Who needs an alarm when the imam’s resonant call to prayer reverberates across the river at 6am? He usually coaxes me out onto the verandah, cup of English Breakfast (sorry!) in hand to watch the still, warm grey dawn complete with busy colourful birds, slinky, slender, dark long-tailed squirrels and big black butterflies just beginning to flutter.

Welcome to life at the Mutiara Taman Negara, a “resort” in Malaysia’s prime national park, 4 hours drive north east of Kuala Lumpur. Mutiara is a Malaysian hotel chain – although this is a not a hotel in the usual sense –  and this resort is sited high above the banks of the Tembeling river at  one of the national park’s main access points. On one side of the khaki-muddy river is Kuala Tahan village, nestling at the foot of miles of forested hills. That’s where you have to leave your car: at a charge of just over a £1 per day, ripped off Londoners, please note.

Then you and your luggage are ferried across the water by a silent, smiling, toothless boatman who charges the equivalent of 20p per person per three minute crossing. They haul your bags up in a Heath Robinson-like cart on tracks while you climb the steps into this strange world of palms, banana trees, a tame hornbill the staff throw nuts to, monkeys who creep into your chalet if you turn your back, busy insects and, of course, shimmering sticky heat which demands to be treated with respect.

Our chalet – rattan-lined sitting room, bedroom and shower room plus verandah – is near reception.
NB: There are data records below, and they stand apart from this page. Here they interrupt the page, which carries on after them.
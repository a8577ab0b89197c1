use std::env;

use crate::{error::BotError, reply::ReplyFormat};

pub const DEFAULT_STATS_API_URL: &str = "https://covid19-japan-web-api.now.sh/api/v1/prefectures";
pub const DEFAULT_LINE_API_BASE: &str = "https://api.line.me";

#[derive(Clone, Debug, PartialEq, Eq)]
pub struct BotConfig {
    pub channel_secret: String,
    pub channel_token: String,
    pub stats_api_url: String,
    pub line_api_base: String,
    pub reply_format: ReplyFormat,
}

impl BotConfig {
    pub fn from_env() -> Result<Self, BotError> {
        Self::from_lookup(|key| env::var(key).ok())
    }

    /// Build the configuration from an arbitrary key lookup.
    ///
    /// `LINE_CHANNEL_SECRET` and `LINE_CHANNEL_TOKEN` are required and must be
    /// non-empty. Everything else has a default.
    pub fn from_lookup<F>(lookup: F) -> Result<Self, BotError>
    where
        F: Fn(&str) -> Option<String>,
    {
        let required = |key: &str| {
            lookup(key)
                .filter(|value| !value.trim().is_empty())
                .ok_or_else(|| BotError::Config(format!("{key} is not set")))
        };

        let channel_secret = required("LINE_CHANNEL_SECRET")?;
        let channel_token = required("LINE_CHANNEL_TOKEN")?;

        let optional = |key: &str| lookup(key).filter(|value| !value.trim().is_empty());

        let stats_api_url =
            optional("STATS_API_URL").unwrap_or_else(|| DEFAULT_STATS_API_URL.to_string());
        let line_api_base = optional("LINE_API_BASE")
            .map(|base| base.trim().trim_end_matches('/').to_string())
            .unwrap_or_else(|| DEFAULT_LINE_API_BASE.to_string());

        let reply_format = match optional("REPLY_FORMAT") {
            Some(raw) => ReplyFormat::parse(&raw).unwrap_or_else(|| {
                tracing::warn!(value = %raw, "Unknown REPLY_FORMAT, using flex");
                ReplyFormat::Flex
            }),
            None => ReplyFormat::Flex,
        };

        Ok(Self {
            channel_secret,
            channel_token,
            stats_api_url,
            line_api_base,
            reply_format,
        })
    }
}

#[cfg(test)]
mod tests {
    use super::*;

    use std::collections::HashMap;

    fn lookup_from(pairs: &[(&str, &str)]) -> impl Fn(&str) -> Option<String> {
        let map: HashMap<String, String> = pairs
            .iter()
            .map(|(k, v)| (k.to_string(), v.to_string()))
            .collect();
        move |key: &str| map.get(key).cloned()
    }

    #[test]
    fn test_defaults_applied_when_optional_keys_missing() {
        let config = BotConfig::from_lookup(lookup_from(&[
            ("LINE_CHANNEL_SECRET", "secret"),
            ("LINE_CHANNEL_TOKEN", "token"),
        ]))
        .unwrap();

        assert_eq!(config.channel_secret, "secret");
        assert_eq!(config.channel_token, "token");
        assert_eq!(config.stats_api_url, DEFAULT_STATS_API_URL);
        assert_eq!(config.line_api_base, DEFAULT_LINE_API_BASE);
        assert_eq!(config.reply_format, ReplyFormat::Flex);
    }

    #[test]
    fn test_missing_channel_secret_is_config_error() {
        let result = BotConfig::from_lookup(lookup_from(&[("LINE_CHANNEL_TOKEN", "token")]));
        match result {
            Err(BotError::Config(msg)) => assert!(msg.contains("LINE_CHANNEL_SECRET")),
            other => panic!("expected config error, got {other:?}"),
        }
    }

    #[test]
    fn test_blank_channel_token_is_config_error() {
        let result = BotConfig::from_lookup(lookup_from(&[
            ("LINE_CHANNEL_SECRET", "secret"),
            ("LINE_CHANNEL_TOKEN", "   "),
        ]));
        assert!(matches!(result, Err(BotError::Config(_))));
    }

    #[test]
    fn test_overrides_and_text_format() {
        let config = BotConfig::from_lookup(lookup_from(&[
            ("LINE_CHANNEL_SECRET", "secret"),
            ("LINE_CHANNEL_TOKEN", "token"),
            ("STATS_API_URL", "http://localhost:9000/prefectures"),
            ("LINE_API_BASE", "http://localhost:9001/"),
            ("REPLY_FORMAT", "TEXT"),
        ]))
        .unwrap();

        assert_eq!(config.stats_api_url, "http://localhost:9000/prefectures");
        assert_eq!(config.line_api_base, "http://localhost:9001");
        assert_eq!(config.reply_format, ReplyFormat::Text);
    }

    #[test]
    fn test_blank_optional_values_use_defaults() {
        let config = BotConfig::from_lookup(lookup_from(&[
            ("LINE_CHANNEL_SECRET", "secret"),
            ("LINE_CHANNEL_TOKEN", "token"),
            ("STATS_API_URL", ""),
            ("LINE_API_BASE", "  "),
            ("REPLY_FORMAT", ""),
        ]))
        .unwrap();

        assert_eq!(config.stats_api_url, DEFAULT_STATS_API_URL);
        assert_eq!(config.line_api_base, DEFAULT_LINE_API_BASE);
        assert_eq!(config.reply_format, ReplyFormat::Flex);
    }

    #[test]
    fn test_unknown_reply_format_falls_back_to_flex() {
        let config = BotConfig::from_lookup(lookup_from(&[
            ("LINE_CHANNEL_SECRET", "secret"),
            ("LINE_CHANNEL_TOKEN", "token"),
            ("REPLY_FORMAT", "carousel"),
        ]))
        .unwrap();

        assert_eq!(config.reply_format, ReplyFormat::Flex);
    }
}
One of the chalets at the far end of the site was visited, staff tell me, by an elephant, two years ago. It wandered out of the forest, took up residence near the chalet of its choice for a few days, consumed an entire palm tree and then disappeared back into the forest. There are, I learn several  hundred elephants in the Taman Negara as well as a sprinkling (“fewer than a hundred”) tigers, three sorts of rhinoceros, clouded leopards, an animal I’ve long admired: the slow loris  and much, much more. But of course you usually have go miles into the forest from the Mutiara to stand any chance of seeing any of that. It takes  four to seven days on foot, for instance, to reach the summit of Malaysia’s highest peak Gunung Tahan which lies within the Taman Negara in the state of Pahang.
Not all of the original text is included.